MSF offers access to new TB drug in SA

Sinethemba Kuse (16) has been selected for a new treatment after being diagnosed with multi-drug-resistant tuberculosis (MDR-TB).
Sinethemba Kuse (16) has been selected for a new treatment after being diagnosed with multi-drug-resistant tuberculosis (MDR-TB).

“Imagine being told that you have MDR-TB just before Christmas,” she said.

Unlike drug-sensitive, or “normal” TB, which requires 6 months of treatment, MDR-TB treatment can take up to two years to complete and the drugs used are toxic as this form of the disease is resistant to two of the most commonly used anti-TB medicines.

“That day, I lost hope. I thought she was going to die,” said Kuse’s grandmother Vuyisiwa Madubela, who shares a small two-bedroom house with her granddaughter and four other family members in the Western Cape township.

That day, I lost hope. I thought she was going to die.

Drug resistant TB

But in February this year, the teenager’s problems escalated: doctors informed her she had pre-extensively drug resistant TB (pre-XDR-TB) – a strain of the disease which even fewer drugs work to kill. Up to 75% of people with XDR-TB die, even with access to treatment – as the drugs are old, toxic and very difficult to take.

One of the drugs that have been found effective in pre-XDR and XDR-TB patients, delamanid, is brand new, expensive and not available to most South Africans.

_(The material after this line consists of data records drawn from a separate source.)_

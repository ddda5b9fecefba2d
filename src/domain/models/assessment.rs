//! Persisted assessment records.

use chrono::{DateTime, Utc};
use serde::{Deserialize, Serialize};
use uuid::Uuid;

use super::result::ConvergenceResult;

/// A completed assessment, stored against a subject.
#[derive(Debug, Clone, PartialEq, Serialize, Deserialize)]
pub struct AssessmentRecord {
    /// Record identifier
    pub id: Uuid,
    /// Free-form identifier of the person assessed (user id, email, name).
    pub subject: String,
    /// Engine output
    pub result: ConvergenceResult,
    /// When the run finished
    pub completed_at: DateTime<Utc>,
}

impl AssessmentRecord {
    /// New record with a fresh id, stamped now
    pub fn new(subject: impl Into<String>, result: ConvergenceResult) -> Self {
        Self {
            id: Uuid::new_v4(),
            subject: subject.into(),
            result,
            completed_at: Utc::now(),
        }
    }
}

Kuse was one of the lucky few who, through a special access programme run by Doctors Without Borders (MSF), has begun taking the new drug as part of her multi-drug regimen.

7000 need access

According to MSF, although 7000 South Africans need access to the drug, only a fraction are offered it, as it has not been registered with the South African Medicines Control Council (MCC).

Because of this delay, over the past 10 months the small number of South African patients have begun to use delamanid outside of clinical trials have been allowed to do so through a special compassionate access programme where clinicians have to apply directly to Japanese pharmaceutical giant Otsuka directly on a case-by-case basis.

52 of these patients are based in Khayelitsha, for whom MSF buys the 6-month course for R 23 600 per patient. This group of patients in Khayelitsha is the largest in South Africa receiving delamanid, and one of the largest in the world.

Slow progress

The National Department of Health is establishing a national clinical access programme with Otsuka, which would bring the drug to many more patients, but progress has been slow.

The eventual start of a clinical access programme nationwide will be a welcome development, though it is unclear if there will be a sufficient number of treatment courses to meet demand for delamanid prior to local registration of the drug.

“The eventual start of a clinical access programme nationwide will be a welcome development, though it is unclear if there will be a sufficient number of treatment courses to meet demand for delamanid prior to local registration of the drug,” said MSF TB Dr. Jenny Hughes.

She said registration with the MCC is needed to incorporate the drug in the country’s TB treatment guidelines, but this process can take years even when applications are urgent and expedited.

Kuse was one of the very first patients to receive the drug in South Africa – a very effective medicine with fewer side-effects than current drugs that are being used.

Fewer side-effects

Her grandmother Madubela said that after a month of treatment Kuse has gone from being sick and nauseous to almost back to her normal self.

“She’s going to church, she’s singing in the church choir. Everyone wanted to know what happened.”

While clinicians and TB experts around the world meet in Liverpool, United Kingdom, this week for the 47th Union World Conference on Lung Health, Madubela asked MSF to make her plea heard by Otsuka: “I would ask the manufacturer of delamanid to get more drugs for other patients. I would ask them to give it to every patient who really needs it. I see lots of TB patients at the TB clinic. If people got this drug, they could really control DR-TB. TB is a giant but not a killer. TB can be cured.”